IndexBox has just published a new report: ‘U.S. Metal Box And Light Gauge Container Market. Analysis And Forecast to 2025‘. Here is a summary of the report’s key findings.

Over the past five years, American exports of metal boxes and light gauge containers have doubled in value terms, from $475M to $927M. Canada imports 97% of metal containers supplying abroad from America. In physical terms, Canada ramped up its imports from the U.S. by +62.9% y-o-y in 2020. 

American Exports of Metal Boxes and Light Gauge Containers

In 2020, approx. 4.7B units of metal boxes and light gauge containers were exported from the U.S.; jumping by +31% against the previous year’s figure. In the past five years, exports grew from 735M units to 4.7B units.

In value terms, exports of metal boxes and light gauge containers rose markedly to $927M (IndexBox estimates) in 2020. Overall, total exports indicated a buoyant expansion from 2015 to 2020: its value increased at an average annual rate of +45.9% over the last five-year period.

Canada (4.6B units) was the main destination for exports of metal boxes and light gauge containers from the U.S., with a 97% share of total exports.
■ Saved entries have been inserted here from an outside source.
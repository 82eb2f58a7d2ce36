//! HTTP client for the xAI API
//!
//! [`XaiClient`] wraps every upstream endpoint behind the [`XaiApi`] trait.
//! The trait is the testing seam: tools receive `&dyn XaiApi`, so unit tests
//! substitute a scripted mock and assert call counts without any network.
//!
//! Every request carries `Authorization: Bearer <key>` and
//! `Content-Type: application/json`. A non-2xx status fails with
//! `Upstream { status, body }` - no retries, no status-specific handling.

use async_trait::async_trait;
use serde::de::DeserializeOwned;
use serde::Serialize;

use crate::config::Config;
use crate::error::{GrokMcpError, Result};
use crate::xai::types::{
    ChatCompletionRequest, ChatCompletionResponse, ImageGenerationRequest,
    ImageGenerationResponse, ModelList, ResponsesRequest, ResponsesResponse, VideoEditRequest,
    VideoGenerationRequest, VideoJob,
};

/// Upstream API surface consumed by the tool handlers.
///
/// One operation per endpoint. Implementations must be stateless per call;
/// the only shared value is the credential established at construction.
#[async_trait]
pub trait XaiApi: Send + Sync {
    /// `GET /v1/models`
    async fn list_models(&self) -> Result<ModelList>;

    /// `POST /v1/chat/completions`
    async fn chat_completion(
        &self,
        request: &ChatCompletionRequest,
    ) -> Result<ChatCompletionResponse>;

    /// `POST /v1/images/generations`
    async fn generate_image(
        &self,
        request: &ImageGenerationRequest,
    ) -> Result<ImageGenerationResponse>;

    /// `POST /v1/videos/generations`
    async fn generate_video(&self, request: &VideoGenerationRequest) -> Result<VideoJob>;

    /// `POST /v1/videos/edits`
    async fn edit_video(&self, request: &VideoEditRequest) -> Result<VideoJob>;

    /// `GET /v1/videos/{id}`
    async fn video_status(&self, job_id: &str) -> Result<VideoJob>;

    /// `POST /v1/responses` - tool-augmented generation (live search)
    async fn create_response(&self, request: &ResponsesRequest) -> Result<ResponsesResponse>;
}

/// reqwest-backed implementation of [`XaiApi`]
#[derive(Debug, Clone)]
pub struct XaiClient {
    config: Config,
    client: reqwest::Client,
}

impl XaiClient {
    /// Create a client from an immutable startup configuration
    pub fn new(config: Config) -> Self {
        Self {
            config,
            client: reqwest::Client::new(),
        }
    }

    fn url(&self, path: &str) -> String {
        format!("{}{}", self.config.base_url, path)
    }

    async fn post_json<Req, Resp>(&self, path: &str, request: &Req) -> Result<Resp>
    where
        Req: Serialize + ?Sized,
        Resp: DeserializeOwned,
    {
        tracing::debug!(path, "xAI POST request");
        let response = self
            .client
            .post(self.url(path))
            .header("Content-Type", "application/json")
            .bearer_auth(&self.config.api_key)
            .json(request)
            .send()
            .await
            .map_err(|e| GrokMcpError::network(format!("request to {} failed: {}", path, e)))?;

        Self::parse_response(path, response).await
    }

    async fn get_json<Resp>(&self, path: &str) -> Result<Resp>
    where
        Resp: DeserializeOwned,
    {
        tracing::debug!(path, "xAI GET request");
        let response = self
            .client
            .get(self.url(path))
            .header("Content-Type", "application/json")
            .bearer_auth(&self.config.api_key)
            .send()
            .await
            .map_err(|e| GrokMcpError::network(format!("request to {} failed: {}", path, e)))?;

        Self::parse_response(path, response).await
    }

    async fn parse_response<Resp>(path: &str, response: reqwest::Response) -> Result<Resp>
    where
        Resp: DeserializeOwned,
    {
        let status = response.status();
        let body = response
            .text()
            .await
            .map_err(|e| GrokMcpError::network(format!("failed to read response body: {}", e)))?;

        if !status.is_success() {
            tracing::warn!(path, status = status.as_u16(), "xAI request failed");
            return Err(GrokMcpError::upstream(status.as_u16(), body));
        }

        serde_json::from_str(&body).map_err(|e| {
            GrokMcpError::serialization(format!("failed to parse {} response: {}", path, e))
        })
    }
}

#[async_trait]
impl XaiApi for XaiClient {
    async fn list_models(&self) -> Result<ModelList> {
        self.get_json("/v1/models").await
    }

    async fn chat_completion(
        &self,
        request: &ChatCompletionRequest,
    ) -> Result<ChatCompletionResponse> {
        self.post_json("/v1/chat/completions", request).await
    }

    async fn generate_image(
        &self,
        request: &ImageGenerationRequest,
    ) -> Result<ImageGenerationResponse> {
        self.post_json("/v1/images/generations", request).await
    }

    async fn generate_video(&self, request: &VideoGenerationRequest) -> Result<VideoJob> {
        self.post_json("/v1/videos/generations", request).await
    }

    async fn edit_video(&self, request: &VideoEditRequest) -> Result<VideoJob> {
        self.post_json("/v1/videos/edits", request).await
    }

    async fn video_status(&self, job_id: &str) -> Result<VideoJob> {
        self.get_json(&format!("/v1/videos/{}", job_id)).await
    }

    async fn create_response(&self, request: &ResponsesRequest) -> Result<ResponsesResponse> {
        self.post_json("/v1/responses", request).await
    }
}
//! Wire types for the xAI HTTP API
//!
//! Request and response shapes for every upstream endpoint the adapter
//! consumes: model listing, chat completions (plain and vision), image
//! generation, video generation/edit/status, and tool-augmented responses
//! (live search). All types are transient per-call data carriers; nothing
//! here is persisted or shared across calls.

use serde::{Deserialize, Serialize};

/// One entry in an ordered chat message list
#[derive(Debug, Clone, PartialEq, Serialize, Deserialize)]
pub struct ChatMessage {
    /// Message role: `system`, `user`, or `assistant`
    pub role: String,
    /// Plain text or multi-part content (text + image reference)
    pub content: MessageContent,
}

impl ChatMessage {
    pub fn system(text: impl Into<String>) -> Self {
        Self {
            role: "system".to_string(),
            content: MessageContent::Text(text.into()),
        }
    }

    pub fn user(text: impl Into<String>) -> Self {
        Self {
            role: "user".to_string(),
            content: MessageContent::Text(text.into()),
        }
    }

    pub fn user_parts(parts: Vec<ContentPart>) -> Self {
        Self {
            role: "user".to_string(),
            content: MessageContent::Parts(parts),
        }
    }
}

/// Chat message content - a bare string or a list of typed parts
#[derive(Debug, Clone, PartialEq, Serialize, Deserialize)]
#[serde(untagged)]
pub enum MessageContent {
    Text(String),
    Parts(Vec<ContentPart>),
}

/// One part of a multi-part user message (vision requests)
#[derive(Debug, Clone, PartialEq, Serialize, Deserialize)]
#[serde(tag = "type")]
pub enum ContentPart {
    #[serde(rename = "text")]
    Text { text: String },
    #[serde(rename = "image_url")]
    ImageUrl { image_url: ImageUrlPart },
}

/// Image reference inside a vision message part
#[derive(Debug, Clone, PartialEq, Serialize, Deserialize)]
pub struct ImageUrlPart {
    /// HTTP(S) URL or `data:` URI of the image
    pub url: String,
    /// Detail hint: `low`, `high`, or `auto`
    #[serde(skip_serializing_if = "Option::is_none")]
    pub detail: Option<String>,
}

/// Request body for `POST /v1/chat/completions`
#[derive(Debug, Clone, PartialEq, Serialize, Deserialize)]
pub struct ChatCompletionRequest {
    pub model: String,
    pub messages: Vec<ChatMessage>,
    #[serde(skip_serializing_if = "Option::is_none")]
    pub temperature: Option<f64>,
    #[serde(skip_serializing_if = "Option::is_none")]
    pub max_tokens: Option<u32>,
    #[serde(skip_serializing_if = "Option::is_none")]
    pub top_p: Option<f64>,
    #[serde(skip_serializing_if = "Option::is_none")]
    pub frequency_penalty: Option<f64>,
    #[serde(skip_serializing_if = "Option::is_none")]
    pub presence_penalty: Option<f64>,
}

/// Response body for `POST /v1/chat/completions`
#[derive(Debug, Clone, PartialEq, Serialize, Deserialize)]
pub struct ChatCompletionResponse {
    #[serde(default)]
    pub id: Option<String>,
    #[serde(default)]
    pub model: Option<String>,
    #[serde(default)]
    pub choices: Vec<ChatChoice>,
    #[serde(default)]
    pub usage: Option<Usage>,
}

impl ChatCompletionResponse {
    /// Text of the first assistant choice, if any
    pub fn first_text(&self) -> Option<&str> {
        self.choices
            .first()
            .and_then(|choice| choice.message.content.as_deref())
    }

    /// Finish reason of the first choice, if any
    pub fn finish_reason(&self) -> Option<&str> {
        self.choices
            .first()
            .and_then(|choice| choice.finish_reason.as_deref())
    }
}

/// One completion choice
#[derive(Debug, Clone, PartialEq, Serialize, Deserialize)]
pub struct ChatChoice {
    pub message: AssistantMessage,
    #[serde(default)]
    pub finish_reason: Option<String>,
}

/// Assistant message inside a completion choice
#[derive(Debug, Clone, PartialEq, Serialize, Deserialize)]
pub struct AssistantMessage {
    #[serde(default)]
    pub role: Option<String>,
    #[serde(default)]
    pub content: Option<String>,
}

/// Token accounting attached to completions and responses
#[derive(Debug, Clone, Default, PartialEq, Serialize, Deserialize)]
pub struct Usage {
    #[serde(default)]
    pub prompt_tokens: u32,
    #[serde(default)]
    pub completion_tokens: u32,
    #[serde(default)]
    pub total_tokens: u32,
}

/// Response body for `GET /v1/models`
#[derive(Debug, Clone, PartialEq, Serialize, Deserialize)]
pub struct ModelList {
    #[serde(default)]
    pub data: Vec<ModelInfo>,
}

/// One available model
#[derive(Debug, Clone, PartialEq, Serialize, Deserialize)]
pub struct ModelInfo {
    pub id: String,
}

/// Request body for `POST /v1/images/generations`
#[derive(Debug, Clone, PartialEq, Serialize, Deserialize)]
pub struct ImageGenerationRequest {
    pub model: String,
    pub prompt: String,
    #[serde(skip_serializing_if = "Option::is_none")]
    pub n: Option<u32>,
    #[serde(skip_serializing_if = "Option::is_none")]
    pub aspect_ratio: Option<String>,
    #[serde(skip_serializing_if = "Option::is_none")]
    pub response_format: Option<String>,
}

/// Response body for `POST /v1/images/generations`
#[derive(Debug, Clone, PartialEq, Serialize, Deserialize)]
pub struct ImageGenerationResponse {
    #[serde(default)]
    pub data: Vec<GeneratedImage>,
}

/// One generated image - a URL or an inline base64 payload
#[derive(Debug, Clone, Default, PartialEq, Serialize, Deserialize)]
pub struct GeneratedImage {
    #[serde(default)]
    pub url: Option<String>,
    #[serde(default)]
    pub b64_json: Option<String>,
    #[serde(default)]
    pub revised_prompt: Option<String>,
}

/// Request body for `POST /v1/videos/generations`
#[derive(Debug, Clone, PartialEq, Serialize, Deserialize)]
pub struct VideoGenerationRequest {
    pub model: String,
    pub prompt: String,
    #[serde(skip_serializing_if = "Option::is_none")]
    pub duration_seconds: Option<u32>,
    #[serde(skip_serializing_if = "Option::is_none")]
    pub aspect_ratio: Option<String>,
}

/// Request body for `POST /v1/videos/edits`
#[derive(Debug, Clone, PartialEq, Serialize, Deserialize)]
pub struct VideoEditRequest {
    pub model: String,
    pub prompt: String,
    /// Existing video to edit
    pub video_url: String,
}

/// Video job descriptor returned by generation, edit, and status calls.
///
/// The upstream is inconsistent about the `status` field near completion:
/// a response may carry a result `url` before `status` settles on
/// `completed`. A present URL is therefore treated as implicit completion.
#[derive(Debug, Clone, Default, PartialEq, Serialize, Deserialize)]
pub struct VideoJob {
    pub id: String,
    #[serde(default)]
    pub status: Option<String>,
    /// Result URL; present once the video is ready
    #[serde(default)]
    pub url: Option<String>,
    /// Upstream failure detail when `status` is `failed`
    #[serde(default)]
    pub error: Option<String>,
}

impl VideoJob {
    /// Whether this job has reached a terminal state (explicit or implicit)
    pub fn is_terminal(&self) -> bool {
        self.url.is_some()
            || matches!(self.status.as_deref(), Some("completed") | Some("failed"))
    }

    /// Whether the job explicitly failed
    pub fn is_failed(&self) -> bool {
        self.status.as_deref() == Some("failed")
    }
}

/// Request body for `POST /v1/responses` (tool-augmented generation)
#[derive(Debug, Clone, PartialEq, Serialize, Deserialize)]
pub struct ResponsesRequest {
    pub model: String,
    /// The query to answer with search augmentation
    pub input: String,
    /// Server-side search tools the model may invoke
    pub tools: Vec<SearchTool>,
    #[serde(skip_serializing_if = "Option::is_none")]
    pub max_search_results: Option<u32>,
}

/// Server-side search tool selector with per-source filters.
///
/// Allow and deny lists are mutually exclusive per source; the adapter
/// rejects inputs carrying both before a request is ever built.
#[derive(Debug, Clone, PartialEq, Serialize, Deserialize)]
#[serde(tag = "type")]
pub enum SearchTool {
    #[serde(rename = "web_search")]
    Web {
        #[serde(skip_serializing_if = "Option::is_none")]
        allowed_domains: Option<Vec<String>>,
        #[serde(skip_serializing_if = "Option::is_none")]
        excluded_domains: Option<Vec<String>>,
        /// ISO 3166 country hint
        #[serde(skip_serializing_if = "Option::is_none")]
        country: Option<String>,
        #[serde(skip_serializing_if = "Option::is_none")]
        from_date: Option<String>,
        #[serde(skip_serializing_if = "Option::is_none")]
        to_date: Option<String>,
    },
    #[serde(rename = "x_search")]
    X {
        #[serde(skip_serializing_if = "Option::is_none")]
        allowed_x_handles: Option<Vec<String>>,
        #[serde(skip_serializing_if = "Option::is_none")]
        excluded_x_handles: Option<Vec<String>>,
        #[serde(skip_serializing_if = "Option::is_none")]
        from_date: Option<String>,
        #[serde(skip_serializing_if = "Option::is_none")]
        to_date: Option<String>,
    },
}

/// Response body for `POST /v1/responses`
#[derive(Debug, Clone, Default, PartialEq, Serialize, Deserialize)]
pub struct ResponsesResponse {
    #[serde(default)]
    pub output: Vec<OutputItem>,
    /// URLs cited by the generated answer
    #[serde(default)]
    pub citations: Vec<String>,
    #[serde(default)]
    pub usage: Option<ResponsesUsage>,
}

impl ResponsesResponse {
    /// Concatenated text of all message output items
    pub fn output_text(&self) -> String {
        self.output
            .iter()
            .filter(|item| item.kind == "message")
            .flat_map(|item| item.content.iter())
            .filter(|part| part.kind == "output_text")
            .map(|part| part.text.as_str())
            .collect::<Vec<_>>()
            .join("\n")
    }
}

/// One item of the response output list
#[derive(Debug, Clone, Default, PartialEq, Serialize, Deserialize)]
pub struct OutputItem {
    #[serde(rename = "type", default)]
    pub kind: String,
    #[serde(default)]
    pub content: Vec<OutputContent>,
}

/// One content part of an output message
#[derive(Debug, Clone, Default, PartialEq, Serialize, Deserialize)]
pub struct OutputContent {
    #[serde(rename = "type", default)]
    pub kind: String,
    #[serde(default)]
    pub text: String,
}

/// Usage accounting for tool-augmented responses, including how many times
/// each server-side search source was invoked
#[derive(Debug, Clone, Default, PartialEq, Serialize, Deserialize)]
pub struct ResponsesUsage {
    #[serde(default)]
    pub prompt_tokens: u32,
    #[serde(default)]
    pub completion_tokens: u32,
    #[serde(default)]
    pub web_search_calls: u32,
    #[serde(default)]
    pub x_search_calls: u32,
}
It was followed by Mexico (105M units), with a 2.2% share of total exports. In 2020, the volume of imports to Canada rose by +62.9% y-o-y.

In value terms, Canada ($605M) remains the key foreign market for metal box and light gauge container exports from the U.S., comprising 65% of total exports. The second position in the ranking was occupied by Mexico ($191M), with a 21% share of total exports. From 2015 to 2020, the average annual rate of growth in terms of value to Canada amounted to +25.5%.